Syrupus Asari Compositus (N. F.)—Compound Syrup of Asarum.

Botanical name: 

Related entry: Asarum.—Wild Ginger

SYNONYM: Compound syrup of Canada snakeroot.

Preparation.—"Asarum root, in moderately coarse (No. 40). powder, sixty grammes (60 Gm.) [2 ozs. av., 51 grs.]; alcohol, one hundred and eighty-five cubic centimeters (185 Cc.) [6 fl℥, 123♏]; cochineal, in fine powder, one and one-half grammes (1.5 Gm.) [23 grs.]; potassium carbonate, two and one-half grammes (2.5 Gm.) [39 grs.]; wine of ipecac (U. S. P.) thirty cubic centimeters (30 Cc.) [1 fl℥, 7♏]; sugar, seven hundred grammes (700 Gm.) [1 lb. av., 8 ozs., 303 grs.]; water, a sufficient quantity to make one thousand cubic centimeters (1000 Cc.) [33 fl℥, 391♏]. Mix the asarum intimately with the cochineal and potassium carbonate, previously triturated together.
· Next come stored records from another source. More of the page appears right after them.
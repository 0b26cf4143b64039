//! This module defines [Characteristics],
//! the ordering guarantees a column declares about its content.

use std::fmt::{Debug, Display};

use crate::{
    error::{Error, Result},
    util::bitset::BitSet,
};

/// Number of defined characteristics
const NUM_CHARACTERISTICS: usize = 3;

/// Position of the flag stating that no entry is null
const NONNULL: usize = 0;
/// Position of the flag stating that entries are in ascending order
const SORTED: usize = 1;
/// Position of the flag stating that entries are in strictly ascending order
const DISTINCT: usize = 2;

/// Set of guarantees of a column.
///
/// The flags form a chain: DISTINCT implies SORTED, which implies NONNULL.
/// Every constructor closes the set under this chain,
/// so that a [Characteristics] value is always consistent.
#[derive(Clone, Copy, PartialEq, Eq, Hash, Default)]
pub struct Characteristics(BitSet);

impl Characteristics {
    /// No guarantees.
    pub fn none() -> Self {
        Self(BitSet::empty())
    }

    /// The column contains no null entries.
    pub fn nonnull() -> Self {
        Self::new(true, false, false)
    }

    /// The column contains no null entries and is in ascending order.
    pub fn sorted() -> Self {
        Self::new(true, true, false)
    }

    /// The column contains no null entries and is in strictly ascending order.
    pub fn distinct() -> Self {
        Self(BitSet::full(NUM_CHARACTERISTICS))
    }

    /// Create a set from individual flags, adding all implied flags.
    pub fn new(nonnull: bool, sorted: bool, distinct: bool) -> Self {
        let mut bits = BitSet::empty();
        bits.set(DISTINCT, distinct);
        bits.set(SORTED, sorted || distinct);
        bits.set(NONNULL, nonnull || sorted || distinct);
        Self(bits)
    }

    /// Decode the bitmask used in the binary format.
    ///
    /// Unlike [Characteristics::new], this does not add implied flags:
    /// a bitmask that violates the implication chain or has unknown bits is rejected.
    pub fn from_bits(bits: u32) -> Result<Self> {
        let raw = BitSet::from_raw(bits);
        if !raw.is_subset(BitSet::full(NUM_CHARACTERISTICS)) {
            return Err(Error::invalid_argument(format!(
                "unknown characteristics in bitmask {bits:#b}"
            )));
        }

        let closed = Self::new(raw.get(NONNULL), raw.get(SORTED), raw.get(DISTINCT));
        if closed.0 != raw {
            return Err(Error::invalid_argument(format!(
                "characteristics {bits:#b} violate DISTINCT => SORTED => NONNULL"
            )));
        }

        Ok(closed)
    }

    /// The bitmask used in the binary format.
    pub fn bits(&self) -> u32 {
        self.0.raw()
    }

    /// Whether the column is guaranteed to not contain nulls.
    pub fn is_nonnull(&self) -> bool {
        self.0.get(NONNULL)
    }

    /// Whether the column is guaranteed to be in ascending order.
    pub fn is_sorted(&self) -> bool {
        self.0.get(SORTED)
    }

    /// Whether the column is guaranteed to be in strictly ascending order.
    pub fn is_distinct(&self) -> bool {
        self.0.get(DISTINCT)
    }

    /// This set with the NONNULL flag added.
    pub fn with_nonnull(self) -> Self {
        self.union(Self::nonnull())
    }

    /// Guarantees that hold for both sets.
    pub fn intersection(self, other: Self) -> Self {
        Self(self.0.intersection(other.0))
    }

    /// Guarantees that hold for one of the sets.
    ///
    /// The union of closed sets is closed.
    pub fn union(self, other: Self) -> Self {
        Self(self.0.union(other.0))
    }

    /// Only the ordering related flags, SORTED and DISTINCT.
    pub fn ordering(self) -> Self {
        let mut bits = self.0;
        bits.set(NONNULL, false);
        Self(bits)
    }

    /// Whether every guarantee of `self` is also given by `other`.
    pub fn is_implied_by(&self, other: Self) -> bool {
        self.0.is_subset(other.0)
    }
}

impl Display for Characteristics {
    fn fmt(&self, f: &mut std::fmt::Formatter<'_>) -> std::fmt::Result {
        let names = [
            (self.is_nonnull(), "NONNULL"),
            (self.is_sorted(), "SORTED"),
            (self.is_distinct(), "DISTINCT"),
        ]
        .into_iter()
        .filter_map(|(set, name)| set.then_some(name))
        .collect::<Vec<_>>();

        if names.is_empty() {
            write!(f, "NONE")
        } else {
            write!(f, "{}", names.join("|"))
        }
    }
}

impl Debug for Characteristics {
    fn fmt(&self, f: &mut std::fmt::Formatter<'_>) -> std::fmt::Result {
        write!(f, "Characteristics({self})")
    }
}

#[cfg(test)]
mod test {
    use super::Characteristics;

    #[test]
    fn implications_are_closed() {
        let distinct = Characteristics::new(false, false, true);
        assert!(distinct.is_distinct());
        assert!(distinct.is_sorted());
        assert!(distinct.is_nonnull());
        assert_eq!(distinct, Characteristics::distinct());

        let sorted = Characteristics::new(false, true, false);
        assert!(sorted.is_nonnull());
        assert!(!sorted.is_distinct());
    }

    #[test]
    fn bitmask_round_trip() {
        assert_eq!(Characteristics::none().bits(), 0);
        assert_eq!(Characteristics::nonnull().bits(), 1);
        assert_eq!(Characteristics::sorted().bits(), 3);
        assert_eq!(Characteristics::distinct().bits(), 7);

        for bits in [0, 1, 3, 7] {
            assert_eq!(Characteristics::from_bits(bits).unwrap().bits(), bits);
        }
    }

    #[test]
    fn invalid_bitmasks_are_rejected() {
        // SORTED without NONNULL
        assert!(Characteristics::from_bits(2).is_err());
        // DISTINCT without SORTED
        assert!(Characteristics::from_bits(5).is_err());
        // unknown flag
        assert!(Characteristics::from_bits(8 | 7).is_err());
    }

    #[test]
    fn set_operations() {
        let sorted = Characteristics::sorted();
        let distinct = Characteristics::distinct();

        assert_eq!(sorted.intersection(distinct), sorted);
        assert_eq!(sorted.union(distinct), distinct);
        assert_eq!(Characteristics::none().with_nonnull(), Characteristics::nonnull());
        assert_eq!(distinct.ordering().bits(), 6);
        assert!(sorted.is_implied_by(distinct));
        assert!(!distinct.is_implied_by(sorted));
    }

    #[test]
    fn display() {
        assert_eq!(Characteristics::none().to_string(), "NONE");
        assert_eq!(
            Characteristics::distinct().to_string(),
            "NONNULL|SORTED|DISTINCT"
        );
    }
}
Moisten the powder with a sufficient quantity of a menstruum prepared by mixing the alcohol with three hundred and fifty cubic centimeters (350 Cc.) [11 fl℥, 401♏] of water, and allow it to macerate in a covered vessel for 24 hours. Then transfer it to a small percolator, and pour on the remainder of the menstruum. Allow the percolation to proceed slowly, and then follow up the menstruum by water, until five hundred cubic centimeters (500 Cc.) [16 fl℥, 435♏] of percolate are obtained. To this add the wine of ipecac, and afterward the sugar, and dissolve the latter by agitation. Finally, add enough water, previously passed through the percolator, to make one thousand cubic centimeters (1000 Cc.) [33 fl℥, 391♏]. Each fluid drachm represents about 3 ½ grains of asarum"—(Nat. Form.).

Action, Medical Uses, and Dosage.—This agent combines the expectorant qualities of asarum and ipecacuanha. The dose is about 1 fluid drachm.